Personal information
- Full name: Hugo Tassara Olivares
- Date of birth: 14 February 1924
- Place of birth: Iquique, Chile
- Date of death: 12 February 2016 (aged 91)
- Place of death: Alajuela, Costa Rica
- Height: 1.78 m (5 ft 10 in)
- Position(s): Goalkeeper

Youth career
- Tocopilla (city team)
- María Elena (city team)
- Copiapó (city team)

Senior career*
- Years: Team / Apps / (Gls)
- Universidad de Chile

Managerial career
- 1945–1946: Universidad de Chile (youth)
- 1955: Colo-Colo (youth)
- 1956: Colo-Colo (fitness coach)
- 1957–1958: Colo-Colo
- 1959–1960: Alajuelense
- 1960: Costa Rica
- 1961–1962: Palestino
- 1963: Colo-Colo
- 1964: Alajuelense
- 1965: Colo-Colo
- 1966: Defensor Arica
- 1967–1968: Alajuelense
- 1969: Herediano
- 1972–1973: Panama
- 1974: Alajuelense
- 1975: Saprissa (fitness coach)
- 1975: Universidad de Chile
- 1979: Cartaginés
- 1980: Everton

= Hugo Tassara =

Chilean football manager (1924–2016)

Hugo Tassara Olivares (14 February 1924 – 12 February 2016) was a Chilean football manager.

==Career==
Born in Iquique, Chile, Tassara had a short career as a football goalkeeper, playing for the teams of Tocopilla, María Elena and Copiapó.

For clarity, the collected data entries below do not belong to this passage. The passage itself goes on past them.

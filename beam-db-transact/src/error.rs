//! Error types for beam-db-transact

use beam_db_core::TxIndex;
use beam_db_log::LogError;
use beam_db_view::ViewError;
use thiserror::Error;

/// Result type alias using our TxnError
pub type Result<T> = std::result::Result<T, TxnError>;

/// Coordinator error type
#[derive(Error, Debug)]
pub enum TxnError {
    /// Aborted by precondition: a touched key moved past the snapshot
    #[error("transaction {tx_index} aborted: stale read on key '{key}'")]
    Conflict { key: String, tx_index: TxIndex },

    /// Deadline reached while overlapping transactions stayed undecided;
    /// an aborting decision was appended
    #[error("transaction {tx_index} timed out awaiting overlapping transactions")]
    Timeout { tx_index: TxIndex },

    /// Touched keys route to different partitions, so no single log order
    /// covers them
    #[error("keys route to different partitions: {0}")]
    CrossPartition(String),

    /// Record encoding failure
    #[error(transparent)]
    Codec(#[from] beam_db_core::Error),

    /// Log append failure
    #[error(transparent)]
    Log(#[from] LogError),

    /// View read failure
    #[error(transparent)]
    View(#[from] ViewError),
}
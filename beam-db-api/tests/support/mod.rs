//! Shared helpers for integration tests

use beam_db_api::{BeamDb, BeamDbConfig};
use beam_db_transact::CoordinatorConfig;
use std::time::Duration;

/// Config with fast polling so tests are not pacing on production sleeps.
pub fn fast_config() -> BeamDbConfig {
    BeamDbConfig {
        partitions: 1,
        txn: CoordinatorConfig {
            check_interval: Duration::from_millis(5),
            check_jitter: Duration::from_millis(2),
            deadline: Duration::from_secs(2),
        },
    }
}

pub fn fast_db() -> BeamDb {
    BeamDb::in_memory(fast_config())
}

/// Write and wait until the value is readable; returns its index.
pub async fn put(db: &BeamDb, key: &str, value: &str) -> u64 {
    let (_, offset) = db.write_one(key.as_bytes(), value.as_bytes()).await.unwrap();
    db.sync().await.unwrap();
    offset + 1
}

/// Fetch as (value, index), with (empty, 0) for absent keys.
pub async fn get(db: &BeamDb, key: &str) -> (Vec<u8>, u64) {
    db.fetch(key.as_bytes())
        .await
        .unwrap()
        .map(|v| (v.value, v.index))
        .unwrap_or((Vec::new(), 0))
}

/// fetch_at as (value, index), with (empty, 0) for absent versions.
pub async fn get_at(db: &BeamDb, key: &str, at: u64) -> (Vec<u8>, u64) {
    db.fetch_at(key.as_bytes(), at)
        .await
        .unwrap()
        .map(|v| (v.value, v.index))
        .unwrap_or((Vec::new(), 0))
}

At professional level, he was a substitute of Mario Ibáñez for three years in Universidad de Chile. Next, he worked in the youth system of the club and also in the Colo-Colo youth system in 1955.

After managing Colo-Colo in his country of birth, winning two titles in 1958 and 1963, Tassara came to Costa Rica in 1959, joining Alajuelense and winning two consecutive titles in 1959 and 1960. He coached the same team in three other steps, in addition to Herediano in 1969 and Cartaginés in 1979.

He coached the Costa Rica national team and the Panama national team. He has been one of the five Chileans who have managed the Panama national team along with Óscar Rendoll Gómez (1946–47/1951–52), Óscar Suman (1949), Néstor Valdés (1969–1970) and Renato Panay (1976–1977).

He was the first Chilean manager to work in the Peruvian top division, before José Tadormina, Ramón Estay, among others.

In the 1990s and 2000s, he worked as Director of the Herediano youth system.

==Other works==
In addition to work as a football coach, he also was a fitness coach, instructor, author, normal teacher, PE teacher, sport journalist, football commentator and painter. As a fitness coach, he worked in Colo-Colo and Saprissa.

He graduated as a normal teacher in Copiapó, Chile, and next he studied physical education, beginning his teaching career in María Elena in 1952. As a football coach, he started football academies in Costa Rica, Chile, Colombia, Perú, Venezuela and Guatemala, adding TV instructive programs. In addition, he recorded brief technical lessons for the Costa Rican TV and radio media.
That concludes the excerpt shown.